The contact wasn't sound, despite it being more frequent.
Cole also wasn't burned by the long ball: His HR/FB was the second-lowest of his career at 6.8 percent, and as he sustained a 29.0 percent flyball rate for the second straight year, he nearly doubled the amount of infield flyballs induced from 2015 when he posted an excellent 11.7 percent, a career high.
Given that his career-high walk rate was 2.88, that's a good sign he'll fix things if he's healthy. Control has never been an issue.
Having a catcher like Francisco Cervelli, one of the game's best pitch framers, will help once Cole relearns how to paint corners effectively, and playing in a home stadium like PNC Park, one of the league's friendliest for pitchers, sets him up for success.
Final Word
Cole opted to rest his elbow instead of undergoing any surgery. Team doctors gave him a clean bill of health at the start of spring training, during which he's in line to have a normal workout program, unlike last year.
Still, fantasy owners (rightly) will have reservations about going all-in on a rebound because there was no concrete fix to his issues, which emphasizes his risk for re-injury.
On the other hand, Pittsburgh is a trustworthy organization for pitcher development and maintenance, particularly in on-field performance. Pitching coach Ray Searage can help him regain the proper finish on his pitches to prevent them from hanging over the strike zone, as shown in the MLB video montage.

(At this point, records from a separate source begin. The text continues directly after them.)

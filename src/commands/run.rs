use anyhow::Result;
use bundle::{Entry, EntryKind, ProgressCallback, Runner};
use std::path::Path;

use crate::manifest;
use crate::paths;
use crate::ui;
use crate::Context;

/// Prints one line per entry as the task runs
struct UiProgress {
    quiet: bool,
    verbose: bool,
    data: usize,
    code: usize,
}

impl UiProgress {
    fn total(&self, entry: &Entry) -> usize {
        match entry.kind {
            EntryKind::Data => self.data,
            EntryKind::Code => self.code,
        }
    }
}

impl ProgressCallback for UiProgress {
    fn on_entry_start(&mut self, entry: &Entry) {
        if !self.quiet {
            ui::entry(
                entry.index + 1,
                self.total(entry),
                &entry.kind.to_string(),
                &entry.label,
            );
        }
    }

    fn on_entry_success(&mut self, entry: &Entry) {
        log::debug!("{} entry {} done", entry.kind, entry.index);
        if self.verbose && !self.quiet {
            ui::entry_done(&entry.label);
        }
    }

    fn on_entry_failure(&mut self, entry: &Entry, error: &sourcekit::Error) {
        ui::failure(
            &format!("{} {} failed", entry.kind, entry.label),
            Some(&error.to_string()),
        );
    }
}

pub fn run(ctx: &Context, path: &Path) -> Result<()> {
    let loaded = manifest::load(path)?;
    log::debug!(
        "Virtual paths resolve against {}",
        loaded.interpreter.origin().dir().display()
    );
    let task = loaded.task;

    if task.is_empty() {
        ui::note(ui::Mark::Warn, "Nothing to do: the manifest has no data or code");
        return Ok(());
    }

    let mut runner = Runner::new();
    if let Some(root) = paths::cache_root() {
        runner = runner.with_cache_root(root);
    }

    let mut progress = UiProgress {
        quiet: ctx.quiet,
        verbose: ctx.verbose > 0,
        data: task.data.len(),
        code: task.code.len(),
    };
    let summary = runner.run(&task, &mut progress)?;

    if !ctx.quiet {
        ui::note(
            ui::Mark::Done,
            &format!(
                "Placed {} data and ran {} code entries",
                summary.data, summary.code
            ),
        );
    }
    Ok(())
}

Cole squarely belongs in the middle-rounds tier of high-risk, high-reward fantasy starting pitchers. In fact, his NFBC ADP of 115.80 (hovering him near round eight in the 15-teamer) puts him in bust territory, with his NL-only price expected to be much higher, with less margin for error.
It may pay handsomely to take him at that spot in shallower leagues, though, because those owners can absorb more risk with more access to replacement options should he miss time.
Cole is one year removed from a Cy Young-level campaign, but if prospective owners reckless overpay for him, he could remove their chances of a 2017 fantasy title.